The first article, Juvenile gun courts: Promoting accountability and providing treatment by David Sheppard and Patricia Kelly discusses the idea of specialty courts that deal with specific juvenile crimes, in this case, those involving guns. In their Introduction, they introduce the topic. They write, "One innovative response has been the specialty court, characterized by small caseloads, frequent hearings, immediate sanctions, family involvement, and treatment services" (Sheppard & Kelly, 2002). In this case, this specialty court deals with gun-related crimes that have caused relatively minor injuries, and it augments the traditional juvenile court. The article serves two purposes. It looks at a specific gun court in Jefferson County, Alabama, and it shares the experiences of those working in the gun court as an example to other lawmakers and criminal justice professionals.

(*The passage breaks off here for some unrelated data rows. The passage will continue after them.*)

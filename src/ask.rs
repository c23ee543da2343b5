//! `trail ask`: grounded answers over the archive.

use anyhow::{bail, Result};

use webtrail_core::completion::CompletionProvider;
use webtrail_core::embedding::EmbeddingProvider;
use webtrail_core::rag::{ask, Answer, AskOptions};
use webtrail_core::store::RecordStore;

use crate::config::Config;
use crate::db;
use crate::embedding;
use crate::llm;
use crate::search::{with_timeout, FilterArgs};
use crate::sqlite_store::SqliteStore;

/// Build [`AskOptions`] from config, an optional result limit, and filters.
pub fn ask_options(config: &Config, limit: Option<usize>, filters: &FilterArgs) -> Result<AskOptions> {
    let result_limit = limit.unwrap_or(config.ask.result_limit);
    if result_limit == 0 {
        bail!("--limit must be >= 1");
    }
    Ok(AskOptions {
        result_limit,
        max_chars_per_item: config.ask.max_chars_per_item,
        rrf_k: config.retrieval.rrf_k,
        filters: filters.build()?,
    })
}

/// Core ask under a deadline. Used by the CLI and the HTTP server.
pub async fn answer_question(
    store: &dyn RecordStore,
    embedder: Option<&dyn EmbeddingProvider>,
    completer: &dyn CompletionProvider,
    question: &str,
    opts: &AskOptions,
    timeout_secs: u64,
) -> Result<Answer> {
    with_timeout(timeout_secs, ask(store, embedder, completer, question, opts)).await
}

pub async fn run_ask(
    config: &Config,
    question: &str,
    limit: Option<usize>,
    filters: FilterArgs,
    timeout_secs: Option<u64>,
) -> Result<()> {
    if question.trim().is_empty() {
        bail!("Question must not be empty");
    }
    let opts = ask_options(config, limit, &filters)?;
    let Some(completer) = llm::create_completer(&config.llm)? else {
        bail!("ask requires a completion provider. Set [llm] provider in config.");
    };
    let embedder = embedding::create_provider(&config.embedding)?;

    let pool = db::connect(config).await?;
    let store = SqliteStore::new(pool.clone());

    let timeout = timeout_secs.unwrap_or(config.retrieval.timeout_secs);
    let answer = answer_question(
        &store,
        embedder.as_deref(),
        completer.as_ref(),
        question,
        &opts,
        timeout,
    )
    .await?;

    println!("{}", answer.answer);
    if !answer.sources.is_empty() {
        println!();
        println!("Sources:");
        for (i, s) in answer.sources.iter().enumerate() {
            let title = if s.title.is_empty() { "(untitled)" } else { &s.title };
            println!("  [{}] {} / {} ({})", i + 1, s.category, title, s.captured_at);
            println!("      {}", s.url);
            println!("      id: {}", s.id);
        }
    }

    pool.close().await;
    Ok(())
}
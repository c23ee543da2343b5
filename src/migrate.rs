use anyhow::Result;
use sqlx::SqlitePool;

use crate::config::Config;
use crate::db;

pub async fn run_migrations(config: &Config) -> Result<()> {
    let pool = db::connect(config).await?;
    apply(&pool).await?;
    pool.close().await;
    Ok(())
}

/// Create every table and index. Safe to run repeatedly.
pub async fn apply(pool: &SqlitePool) -> Result<()> {
    // Primary record table; fingerprint uniqueness is the dedup invariant.
    sqlx::query(
        r#"
        CREATE TABLE IF NOT EXISTS records (
            id TEXT PRIMARY KEY,
            url TEXT NOT NULL,
            domain TEXT NOT NULL,
            title TEXT NOT NULL DEFAULT '',
            captured_at INTEGER NOT NULL,
            received_at INTEGER NOT NULL,
            category TEXT NOT NULL,
            text TEXT NOT NULL,
            summary TEXT,
            metadata_json TEXT NOT NULL DEFAULT '{}',
            images_json TEXT NOT NULL DEFAULT '[]',
            sensitive INTEGER NOT NULL DEFAULT 0,
            redacted INTEGER NOT NULL DEFAULT 0,
            fingerprint TEXT NOT NULL UNIQUE
        )
        "#,
    )
    .execute(pool)
    .await?;

    sqlx::query(
        r#"
        CREATE TABLE IF NOT EXISTS record_vectors (
            record_id TEXT PRIMARY KEY,
            dims INTEGER NOT NULL,
            embedding BLOB NOT NULL,
            created_at INTEGER NOT NULL,
            FOREIGN KEY (record_id) REFERENCES records(id)
        )
        "#,
    )
    .execute(pool)
    .await?;

    sqlx::query(
        r#"
        CREATE TABLE IF NOT EXISTS blocked_domains (
            domain TEXT PRIMARY KEY,
            added_at INTEGER NOT NULL
        )
        "#,
    )
    .execute(pool)
    .await?;

    // FTS5 CREATE is not idempotent natively, so we check first
    let fts_exists: bool = sqlx::query_scalar(
        "SELECT COUNT(*) > 0 FROM sqlite_master WHERE type='table' AND name='records_fts'",
    )
    .fetch_one(pool)
    .await?;

    if !fts_exists {
        sqlx::query(
            r#"
            CREATE VIRTUAL TABLE records_fts USING fts5(
                record_id UNINDEXED,
                title,
                text,
                summary
            )
            "#,
        )
        .execute(pool)
        .await?;
    }

    sqlx::query("CREATE INDEX IF NOT EXISTS idx_records_captured_at ON records(captured_at DESC)")
        .execute(pool)
        .await?;
    sqlx::query("CREATE INDEX IF NOT EXISTS idx_records_domain ON records(domain)")
        .execute(pool)
        .await?;
    sqlx::query("CREATE INDEX IF NOT EXISTS idx_records_category ON records(category)")
        .execute(pool)
        .await?;

    Ok(())
}
async fn test_upload_and_grid() {
    println!("\n====== Testing upload and grid ======");
    let state = test_state();
    let cookie = login(&state).await;

    let response = send(&state, get("/api/grid", &cookie)).await;
    assert_eq!(response.status(), StatusCode::METHOD_NOT_ALLOWED);

    let response = send(&state, with_json("POST", "/api/grid", &cookie, json!({}))).await;
    assert_eq!(response.status(), StatusCode::NOT_FOUND);
    println!("✓ The grid needs data");

    let response = send(&state, upload_request(&cookie, "notices.csv", NOTICES.as_bytes())).await;
    assert_eq!(response.status(), StatusCode::OK);
    let body = body_json(response).await;
    assert_eq!(body["loading"], false);
    assert_eq!(body["dataset"]["source"], "notices.csv");
    assert_eq!(body["dataset"]["row_count"], 2);
    assert_eq!(body["dataset"]["date_columns"], json!(["LetterDate"]));
    assert_eq!(
        body["dataset"]["visible_columns"],
        json!(["Selected", "Override", "Status", "LoanNumber", "BorrowerFullName", "LetterDate"])
    );
    println!("✓ A CSV upload becomes the session's dataset");

    let query = json!({
        "filters": [{ "column": "Status", "type": "text", "op": "equals", "value": "review" }],
        "sort": { "column": "LoanNumber", "direction": "desc" }
    });
    let page = body_json(send(&state, with_json("POST", "/api/grid", &cookie, query)).await).await;
    assert_eq!(page["filtered_rows"], 1);
    assert_eq!(page["total_rows"], 2);
    assert_eq!(page["rows"][0]["index"], 0);
    assert_eq!(page["rows"][0]["class"], "row-status-review");
    assert_eq!(page["columns"][3]["header_name"], "Account Number");
    println!("✓ Grid pages are filtered and rendered");

    let bad = json!({ "filters": [{ "column": "LetterDate", "type": "text", "op": "contains", "value": "3" }] });
    let response = send(&state, with_json("POST", "/api/grid", &cookie, bad)).await;
    assert_eq!(response.status(), StatusCode::BAD_REQUEST);
    assert_eq!(body_json(response).await["error"], "Column LetterDate takes a date filter");
    println!("✓ Mismatched filters are a 400 with a message");

    let response = send(&state, upload_request(&cookie, "notes.txt", b"hello")).await;
    assert_eq!(response.status(), StatusCode::BAD_REQUEST);
    let body = body_json(response).await;
    assert_eq!(body["error"], "Please upload an Excel file (.xlsx, .xls) or CSV.");
    assert_eq!(body["dismiss_after_ms"], 5000);

    let response = send(&state, upload_request(&cookie, "empty.csv", b"A,B\n")).await;
    assert_eq!(response.status(), StatusCode::BAD_REQUEST);

    let state_body = body_json(send(&state, get("/api/state", &cookie)).await).await;
    assert_eq!(state_body["dataset"]["source"], "notices.csv");
    assert_eq!(state_body["loading"], false);
    println!("✓ A failed upload leaves the previous dataset in place");
}

async fn test_columns_and_flags() {
    println!("\n====== Testing columns and flags ======");
    let state = test_state();
    let cookie = login(&state).await;
    send(&state, upload_request(&cookie, "notices.csv", NOTICES.as_bytes())).await;

    let choices = body_json(send(&state, get("/api/columns?q=name", &cookie)).await).await;
    assert_eq!(
        choices,
        json!([{ "name": "BorrowerFullName", "display_name": "Full Name", "visible": true }])
    );
    println!("✓ Column search");

    let body = body_json(send(&state, with_json("POST", "/api/columns/toggle", &cookie, json!({ "column": "Error" }))).await).await;
    assert_eq!(body["all_visible"], false);
    assert_eq!(
        body["visible_columns"],
        json!(["Selected", "Override", "Status", "LoanNumber", "BorrowerFullName", "LetterDate", "Error"])
    );

    let response = send(&state, with_json("POST", "/api/columns/toggle", &cookie, json!({ "column": "Status" }))).await;
    assert_eq!(response.status(), StatusCode::BAD_REQUEST);

    let body = body_json(send(&state, with_json("PUT", "/api/columns", &cookie, json!({ "columns": ["RowColor"] }))).await).await;
    assert_eq!(body["visible_columns"], json!(["Selected", "Override", "Status", "RowColor"]));

    let request = Request::post("/api/columns/show-all")
        .header(header::COOKIE, &cookie)
        .body(Body::empty())
        .unwrap();
    let body = body_json(send(&state, request).await).await;
    assert_eq!(body["all_visible"], true);

    let request = Request::post("/api/columns/reset")
        .header(header::COOKIE, &cookie)
        .body(Body::empty())
        .unwrap();
    let body = body_json(send(&state, request).await).await;
    assert_eq!(body["visible_columns"].as_array().unwrap().len(), 6);
    println!("✓ Toggle, set, show all and reset");

    let flags = json!({ "rows": [1], "flag": "selected", "value": true });
    let body = body_json(send(&state, with_json("POST", "/api/rows/flags", &cookie, flags)).await).await;
    assert_eq!(body["updated"], 1);

    let flags = json!({ "rows": [0, 5], "flag": "override", "value": true });
    let response = send(&state, with_json("POST", "/api/rows/flags", &cookie, flags)).await;
    assert_eq!(response.status(), StatusCode::BAD_REQUEST);

    let page = body_json(send(&state, with_json("POST", "/api/grid", &cookie, json!({}))).await).await;
    assert_eq!(page["rows"][0]["cells"][0]["value"], false);
    assert_eq!(page["rows"][0]["cells"][1]["value"], false);
    assert_eq!(page["rows"][1]["cells"][0]["value"], true);
    println!("✓ Flags change only through valid requests");
}
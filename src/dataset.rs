use serde::Serialize;
use std::collections::{BTreeSet, HashSet};
use thiserror::Error;

use crate::dates::detect_date_columns;
use crate::loader::ParsedData;
use crate::row::{Row, RowFlag, SYNTHETIC_COLUMNS, is_synthetic};

/// Columns shown by default, in this order, when the dataset has them
pub const PREFERRED_DEFAULTS: [&str; 8] = [
    "LetterNoticeID",
    "LoanNumber",
    "LetterCode",
    "BorrowerFullName",
    "LetterDate",
    "RecipientType",
    "RecipientTypeDescription",
    "ErrorText",
];

/// Header label for a column; only the header changes, never the field name
///
/// # Examples
/// ```
/// use notice_grid::dataset::display_name;
///
/// assert_eq!(display_name("LoanNumber"), "Account Number");
/// assert_eq!(display_name("Amount"), "Amount");
/// ```
pub fn display_name(column: &str) -> &str {
    match column {
        "ErrorText" => "Flag",
        "LetterNoticeID" => "Document ID",
        "LoanNumber" => "Account Number",
        "LetterCode" => "Letter Code",
        "BorrowerFullName" => "Full Name",
        "LetterDate" => "Letter Date",
        "RecipientType" => "Recipient Type",
        "RecipientTypeDescription" => "Recipient Type Description",
        other => other,
    }
}

#[derive(Error, Debug, PartialEq)]
pub enum DatasetError {
    #[error("Row {index} does not exist (dataset has {len} rows)")]
    RowOutOfRange { index: usize, len: usize },

    #[error("Unknown column: {0}")]
    UnknownColumn(String),
}

/// One entry of the column chooser
#[derive(Debug, Clone, PartialEq, Serialize)]
pub struct ColumnChoice {
    pub name: String,
    pub display_name: String,
    pub visible: bool,
}

/// The uploaded data as the grid sees it
///
/// Owns the augmented rows, the full column set, the visible selection and the
/// columns classified as dates. Everything but the two row flags and the
/// visible selection is fixed once built.
#[derive(Debug, Clone)]
pub struct Dataset {
    source: String,
    all_columns: Vec<String>,
    visible_columns: Vec<String>,
    date_columns: BTreeSet<String>,
    rows: Vec<Row>,
}

impl Dataset {
    /// Builds a dataset from decoder output
    ///
    /// Every row is augmented (flags cleared, status classified), the synthetic
    /// columns are put in front of the column set, and the default visible
    /// selection and date columns are computed.
    pub fn from_parsed(source: impl Into<String>, parsed: ParsedData) -> Self {
        let ParsedData { columns, rows } = parsed;

        let mut seen = HashSet::new();
        let all_columns: Vec<String> = SYNTHETIC_COLUMNS
            .iter()
            .map(|c| c.to_string())
            .chain(columns)
            .filter(|c| seen.insert(c.clone()))
            .collect();

        let rows: Vec<Row> = rows.into_iter().map(Row::augment).collect();
        let date_columns = detect_date_columns(&all_columns, &rows);

        let mut dataset = Dataset {
            source: source.into(),
            all_columns,
            visible_columns: Vec::new(),
            date_columns,
            rows,
        };
        dataset.reset_columns();

        log::info!(
            "dataset {}: {} rows, {} columns, date columns {:?}",
            dataset.source,
            dataset.rows.len(),
            dataset.all_columns.len(),
            dataset.date_columns
        );
        dataset
    }

    pub fn source(&self) -> &str {
        &self.source
    }

    pub fn all_columns(&self) -> &[String] {
        &self.all_columns
    }

    pub fn visible_columns(&self) -> &[String] {
        &self.visible_columns
    }

    pub fn date_columns(&self) -> &BTreeSet<String> {
        &self.date_columns
    }

    pub fn is_date_column(&self, column: &str) -> bool {
        self.date_columns.contains(column)
    }

    pub fn has_column(&self, column: &str) -> bool {
        self.all_columns.iter().any(|c| c == column)
    }

    pub fn rows(&self) -> &[Row] {
        &self.rows
    }

    pub fn len(&self) -> usize {
        self.rows.len()
    }

    pub fn is_empty(&self) -> bool {
        self.rows.is_empty()
    }

    /// Columns the chooser offers: everything except the synthetic fields
    pub fn selectable_columns(&self) -> impl Iterator<Item = &String> {
        self.all_columns.iter().filter(|c| !is_synthetic(c))
    }

    fn visible_selectable(&self) -> impl Iterator<Item = &String> {
        self.visible_columns.iter().filter(|c| !is_synthetic(c))
    }

    /// True when every selectable column is visible (and there is at least one)
    pub fn all_visible(&self) -> bool {
        let selectable = self.selectable_columns().count();
        selectable > 0 && self.visible_selectable().count() == selectable
    }

    /// Replaces the visible selection
    ///
    /// Unknown and synthetic names are dropped, the synthetic columns always
    /// lead, and the rest keep the column set's order.
    pub fn set_visible_columns<I, S>(&mut self, columns: I)
    where
        I: IntoIterator<Item = S>,
        S: AsRef<str>,
    {
        let wanted: HashSet<String> = columns
            .into_iter()
            .map(|c| c.as_ref().to_string())
            .collect();

        self.visible_columns = self
            .all_columns
            .iter()
            .filter(|c| is_synthetic(c) || wanted.contains(c.as_str()))
            .cloned()
            .collect();
    }

    /// Shows a hidden column or hides a visible one. Returns the new visibility.
    pub fn toggle_column(&mut self, column: &str) -> Result<bool, DatasetError> {
        if !self.has_column(column) || is_synthetic(column) {
            return Err(DatasetError::UnknownColumn(column.to_string()));
        }

        let mut wanted: Vec<String> = self.visible_selectable().cloned().collect();
        let visible = if let Some(pos) = wanted.iter().position(|c| c == column) {
            wanted.remove(pos);
            false
        } else {
            wanted.push(column.to_string());
            true
        };
        self.set_visible_columns(wanted);
        Ok(visible)
    }

    pub fn show_all_columns(&mut self) {
        self.visible_columns = self.all_columns.clone();
    }

    /// Back to the synthetic columns plus the preferred defaults present
    pub fn reset_columns(&mut self) {
        let preferred: Vec<&str> = PREFERRED_DEFAULTS
            .iter()
            .copied()
            .filter(|c| self.has_column(c))
            .collect();

        self.visible_columns = SYNTHETIC_COLUMNS
            .iter()
            .copied()
            .chain(preferred)
            .map(str::to_string)
            .collect();
    }

    /// "Show all" button: shows everything, or resets when everything is already shown
    pub fn toggle_show_all(&mut self) {
        if self.all_visible() {
            self.reset_columns();
        } else {
            self.show_all_columns();
        }
    }

    /// Chooser entries whose display name contains `query` (case-insensitive)
    pub fn column_choices(&self, query: &str) -> Vec<ColumnChoice> {
        let query = query.trim().to_lowercase();
        let visible: HashSet<&String> = self.visible_columns.iter().collect();

        self.selectable_columns()
            .filter(|c| query.is_empty() || display_name(c).to_lowercase().contains(&query))
            .map(|c| ColumnChoice {
                name: c.clone(),
                display_name: display_name(c).to_string(),
                visible: visible.contains(c),
            })
            .collect()
    }

    /// Sets a flag on several rows
    ///
    /// All indices are checked first, so an out-of-range index changes nothing.
    pub fn set_flag(&mut self, rows: &[usize], flag: RowFlag, value: bool) -> Result<(), DatasetError> {
        let len = self.rows.len();
        if let Some(&index) = rows.iter().find(|&&i| i >= len) {
            return Err(DatasetError::RowOutOfRange { index, len });
        }
        for &index in rows {
            self.rows[index].set_flag(flag, value);
        }
        log::debug!("set {:?}={} on {} rows", flag, value, rows.len());
        Ok(())
    }
}
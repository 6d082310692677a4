/*!
# Notice Grid

A login-gated, browser-based grid viewer for Excel/CSV exports of notice records, built in Rust.

## Overview

A signed-in user uploads a spreadsheet (or gets a configured default dataset), and the
rows are shown in a sortable, filterable, paginated grid. Every row carries three
UI-only columns: two checkbox flags (`Selected`, `Override`) and a derived `Status`
computed from the row's numeric flag fields.

## Architecture

### Frontend Layer
- **Technologies**: HTML, CSS, plain JavaScript
- **Key Components**:
  - Login page - Posts credentials, receives a session cookie
  - Grid page - Renders pages returned by the JSON API, column chooser, pager, export buttons

### Backend Layer
- **Technologies**: Rust, axum
- **Core Components**:
  - Status Classifier - First-match rule table over the numeric flag fields
  - Date Column Heuristic - Samples values to decide which columns get date filters
  - Loader - Decodes CSV and Excel uploads into header-keyed rows
  - Dataset - Rows plus column visibility and flag edits
  - Grid - Filtering, sorting, pagination and per-row render hints
  - Session Store - Per-session dataset and preferences, dropped at logout

Nothing is persisted: data lives in the session that loaded it.

## Modules

- **row**: Cell values, synthetic columns and the augmented row
- **status**: Status labels, numeric coercion and the classifier
- **dates**: Date parsing, display formatting and the date-column heuristic
- **loader**: Upload validation and CSV/Excel decoding
- **dataset**: Loaded dataset, display names and column visibility
- **grid**: Column definitions, filters, sorting and pages
- **downloader**: Export of the current view (CSV, XLSX)
- **login**: Credentials, sessions and the auth middleware
- **config**: Command line / environment configuration (web feature)
- **app**: Routing and handlers (web feature)
*/

pub mod dataset;
pub mod dates;
pub mod downloader;
pub mod grid;
pub mod loader;
pub mod login;
pub mod row;
pub mod status;

#[cfg(feature = "web")]
pub mod app;
#[cfg(feature = "web")]
pub mod config;

pub use dataset::{Dataset, display_name};
pub use loader::{LoadError, ParsedData};
pub use row::{CellValue, Row, RowFlag};
pub use status::{Status, StatusFields, classify};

The article discusses how to determine if a community needs a juvenile gun court by assessing the "extent of gun availability, possession, and use among youth in its community. The group should study the court's juvenile caseload from previous years, but it must do more than review the charges -- it must also examine the facts underlying the charges and the social factors affecting the youth population" (Sheppard & Kelly, 2002). They also list several other indicators that can be used to determine the extent of the problem in the community, including gang membership, use of other types of weapons, and more. They also recommend looking at court records to determine outcomes and how the court holds these juveniles accountable for their actions.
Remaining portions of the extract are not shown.